Honestly, you're doing pretty well for only the 3rd attempt at painting with watercolor! Just know that it will take some experimentation to get the hang of your materials, so do lots of small subject and try different things. Here are some suggestions for your experiments:
~"Comic" style: try inking your drawing after you've transferred/penciled your composition onto your watercolor paper, but before you paint. Use waterproof ink in either dip pens or felt-tip drawing pens (like the Manga drawing sets). Use a variety of line widths to help distinguish your focal point. Paint in light layers of color until you achieve the depth of color you want.
~"Batik" method: lightly pencil your composition, more simplified shapes with fewer details works best for this technique. Use a fine brush (rubbed on a wet bar of soap first) or toothpick to lay down outlines with liquid mask (the kind you can rub off the paper after your painting is done). Lay a wash of colors over the dried masking lines. Repeat this process, understanding that the masking will preserve whatever color you put it over... the first lines you cover will be white, each subsequent masking will keep the latest color. Keep adding layers of color until the depth of color is achieved. When dry, rub off the masking. To soften the lines gently wash a bit of water over whole shapes or the whole painting.

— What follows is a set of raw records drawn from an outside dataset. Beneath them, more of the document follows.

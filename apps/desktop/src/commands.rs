use crate::state::{AppState, AppStateError, ReloadOutcome};
use std::path::PathBuf;
use thiserror::Error;

pub const HELP_TEXT: &str = "\
commands:
  load <path>            load a CSV file into the grid
  generate               validate the table and sort it by Name
  save                   replace the stored report with the current table
  reload                 load the stored report into the grid
  add-row                append a blank row
  add-column <name>      append an empty column
  set <row> <col> <text> edit one cell (1-based row and column)
  name <text>            set the report name
  date <text>            set the report date
  show                   print the grid
  help                   print this help
  quit                   exit";

#[derive(Clone, Debug, PartialEq, Eq)]
pub enum Command {
    Load(PathBuf),
    Generate,
    Save,
    Reload,
    AddRow,
    AddColumn(String),
    SetCell { row: usize, col: usize, value: String },
    SetName(String),
    SetDate(String),
    Show,
    Help,
    Quit,
}

#[derive(Debug, Error, PartialEq, Eq)]
pub enum CommandParseError {
    #[error("unknown command: {0} (try `help`)")]
    Unknown(String),
    #[error("`{command}` needs {what}")]
    MissingArgument {
        command: &'static str,
        what: &'static str,
    },
    #[error("invalid {what}: {value:?}")]
    InvalidNumber { what: &'static str, value: String },
}

/// Parse one line of shell input.
///
/// Blank lines and `#` comments parse to `Ok(None)`. Everything after the command
/// word is taken verbatim (trimmed), so paths and names may contain spaces.
pub fn parse_command(line: &str) -> Result<Option<Command>, CommandParseError> {
    let line = line.trim();
    if line.is_empty() || line.starts_with('#') {
        return Ok(None);
    }

    let (word, rest) = match line.split_once(char::is_whitespace) {
        Some((word, rest)) => (word, rest.trim()),
        None => (line, ""),
    };

    let command = match word.to_ascii_lowercase().as_str() {
        "load" => Command::Load(PathBuf::from(required(rest, "load", "a file path")?)),
        "generate" => Command::Generate,
        "save" => Command::Save,
        "reload" => Command::Reload,
        "add-row" => Command::AddRow,
        "add-column" => Command::AddColumn(rest.to_string()),
        "set" => parse_set_cell(rest)?,
        "name" => Command::SetName(rest.to_string()),
        "date" => Command::SetDate(rest.to_string()),
        "show" => Command::Show,
        "help" | "?" => Command::Help,
        "quit" | "exit" => Command::Quit,
        _ => return Err(CommandParseError::Unknown(word.to_string())),
    };
    Ok(Some(command))
}

fn required<'a>(
    rest: &'a str,
    command: &'static str,
    what: &'static str,
) -> Result<&'a str, CommandParseError> {
    if rest.is_empty() {
        Err(CommandParseError::MissingArgument { command, what })
    } else {
        Ok(rest)
    }
}

fn parse_set_cell(rest: &str) -> Result<Command, CommandParseError> {
    let mut parts = rest.splitn(3, char::is_whitespace);
    let row = parse_position(parts.next(), "row")?;
    let col = parse_position(parts.next(), "column")?;
    let value = parts.next().unwrap_or("").trim().to_string();
    Ok(Command::SetCell { row, col, value })
}

fn parse_position(part: Option<&str>, what: &'static str) -> Result<usize, CommandParseError> {
    let part = part.filter(|p| !p.is_empty()).ok_or(CommandParseError::MissingArgument {
        command: "set",
        what: "a row and a column",
    })?;
    match part.parse::<usize>() {
        Ok(n) if n >= 1 => Ok(n - 1),
        _ => Err(CommandParseError::InvalidNumber {
            what,
            value: part.to_string(),
        }),
    }
}

#[derive(Clone, Copy, Debug, PartialEq, Eq)]
pub enum NoticeLevel {
    Info,
    Error,
}

/// A message for the user, the shell's stand-in for a message box.
#[derive(Clone, Debug, PartialEq, Eq)]
pub struct Notice {
    pub level: NoticeLevel,
    pub text: String,
}

impl Notice {
    pub fn info(text: impl Into<String>) -> Self {
        Self {
            level: NoticeLevel::Info,
            text: text.into(),
        }
    }

    pub fn error(text: impl Into<String>) -> Self {
        Self {
            level: NoticeLevel::Error,
            text: text.into(),
        }
    }
}

#[derive(Clone, Debug, Default, PartialEq, Eq)]
pub struct CommandOutcome {
    pub notice: Option<Notice>,
    /// The grid must be re-populated from the current table.
    pub refresh: bool,
    pub exit: bool,
}

impl CommandOutcome {
    fn refresh() -> Self {
        Self {
            refresh: true,
            ..Self::default()
        }
    }

    fn refresh_with(notice: Notice) -> Self {
        Self {
            notice: Some(notice),
            refresh: true,
            exit: false,
        }
    }

    fn notice(notice: Notice) -> Self {
        Self {
            notice: Some(notice),
            ..Self::default()
        }
    }
}

/// Run `command` against `state`.
///
/// Failures become error notices; the state is left as it was before the command.
pub fn dispatch(state: &mut AppState, command: Command) -> CommandOutcome {
    match command {
        Command::Load(path) => match state.load_csv(&path) {
            Ok(table) => CommandOutcome::refresh_with(Notice::info(format!(
                "Loaded {} rows from {}.",
                table.row_count(),
                path.display()
            ))),
            Err(err) => CommandOutcome::notice(Notice::error(err.to_string())),
        },
        Command::Generate => match state.generate_report() {
            Ok(_) => CommandOutcome::refresh_with(Notice::info("Report generated successfully!")),
            Err(err) => CommandOutcome::notice(Notice::error(err.to_string())),
        },
        Command::Save => match state.save_to_db() {
            Ok(_) => CommandOutcome::notice(Notice::info("Report saved to the database!")),
            Err(AppStateError::MissingRequiredColumns) => CommandOutcome::notice(Notice::error(
                "Cannot save to DB. Table missing required columns (Name, Role, Department).",
            )),
            Err(err) => CommandOutcome::notice(Notice::error(format!(
                "Failed to save report: {err}"
            ))),
        },
        Command::Reload => match state.reload_from_db() {
            ReloadOutcome::Reloaded(_) => {
                CommandOutcome::refresh_with(Notice::info("Data reloaded from DB!"))
            }
            ReloadOutcome::NoData => {
                CommandOutcome::notice(Notice::info("No data found in the database."))
            }
        },
        Command::AddRow => {
            state.add_row();
            CommandOutcome::refresh()
        }
        Command::AddColumn(name) => match state.add_column(&name) {
            Ok(Some(_)) => CommandOutcome::refresh(),
            Ok(None) => CommandOutcome::default(),
            Err(err) if err.is_duplicate_column() => CommandOutcome::notice(Notice::error(
                "Column already exists. Please choose a different name.",
            )),
            Err(err) => CommandOutcome::notice(Notice::error(err.to_string())),
        },
        Command::SetCell { row, col, value } => match state.set_cell(row, col, &value) {
            Ok(_) => CommandOutcome::refresh(),
            Err(err) => CommandOutcome::notice(Notice::error(err.to_string())),
        },
        Command::SetName(name) => {
            state.set_report_name(name);
            CommandOutcome::notice(Notice::info(format!(
                "Report name: {}",
                state.report_name()
            )))
        }
        Command::SetDate(date) => {
            state.set_report_date(date);
            CommandOutcome::notice(Notice::info(format!(
                "Report date: {}",
                state.report_date()
            )))
        }
        Command::Show => CommandOutcome::refresh(),
        Command::Help => CommandOutcome::notice(Notice::info(HELP_TEXT)),
        Command::Quit => CommandOutcome {
            exit: true,
            ..CommandOutcome::default()
        },
    }
}

#[cfg(test)]
mod tests {
    use super::*;

    #[test]
    fn parses_commands_with_arguments() {
        assert_eq!(
            parse_command("load  /tmp/my people.csv ").unwrap(),
            Some(Command::Load(PathBuf::from("/tmp/my people.csv")))
        );
        assert_eq!(
            parse_command("add-column Start Date").unwrap(),
            Some(Command::AddColumn("Start Date".to_string()))
        );
        assert_eq!(
            parse_command("set 2 3 Head of Ops").unwrap(),
            Some(Command::SetCell {
                row: 1,
                col: 2,
                value: "Head of Ops".to_string()
            })
        );
        assert_eq!(parse_command("GENERATE").unwrap(), Some(Command::Generate));
        assert_eq!(parse_command("  ").unwrap(), None);
        assert_eq!(parse_command("# comment").unwrap(), None);
    }

    #[test]
    fn rejects_bad_input() {
        assert_eq!(
            parse_command("frobnicate").unwrap_err(),
            CommandParseError::Unknown("frobnicate".to_string())
        );
        assert!(matches!(
            parse_command("load").unwrap_err(),
            CommandParseError::MissingArgument { command: "load", .. }
        ));
        assert!(matches!(
            parse_command("set 0 1 x").unwrap_err(),
            CommandParseError::InvalidNumber { what: "row", .. }
        ));
        assert!(matches!(
            parse_command("set 1").unwrap_err(),
            CommandParseError::MissingArgument { command: "set", .. }
        ));
    }

    #[test]
    fn set_without_value_clears_the_cell() {
        assert_eq!(
            parse_command("set 1 1").unwrap(),
            Some(Command::SetCell {
                row: 0,
                col: 0,
                value: String::new()
            })
        );
    }
}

~"Stained glass" style: similar to the "Comic" style, but the shapes should be simplified and the lines be very bold and black. Paint with vibrant colors, include some gradations or textures
~Salted Watercolor: apply a fairly heavy layer of water to your paper (and make sure you have it securely taped to a board because the paper will buckle). Paint colors randomly or in a planned way so that the color spreads on the wet paper. Immediately sprinkle with plenty of salt, let dry. Rub off the grains of salt and draw your subject over the background, allow the pattern of the colors created by the salt suggest either what to draw or where to draw. Finish your painting in any of the other methods.
There are so many more techniques you can play with, check out your library for some books on watercolor
I've read many tutorials, but somehow it's hard to me to follow the instructions, or it doesn't work as it should For the Comic style, I can't find a pen that would have fine enough point, maybe I'm too used to draw with a sharp pencil... and for the batik style I can't get the liquid mask here, I've searched all shops in the city. I tried the "stained glass" here [link] and also tried to use salt (exactly as you describe it) for the clouds in this picture, but I didn't really work, and I had to paint over it. I don't know why, but salt never works for me.
Your trees are soooo beautiful! and the "stained glass" one is beautiful. Perhaps you can use mail-order or web-purchase to get the supplies you need, the liquid mask is useful for traditional watercolor painting as well.
So, if you do not do well with written tutorials, then I suggest a class, either in your school, community center, or local college. I see you live in Slovakia, so perhaps you don't have nearby places to take classes...
As for the salt method, it is unpredictable, but the kind of paper, and how much water/salt you use makes a difference, you just have to keep experimenting. Look in my website art gallery: page 3 and page 4, pieces marked simply "watercolor" have all had salted washes as base layer. I used good quality cold-pressed (gently textured) watercolor paper.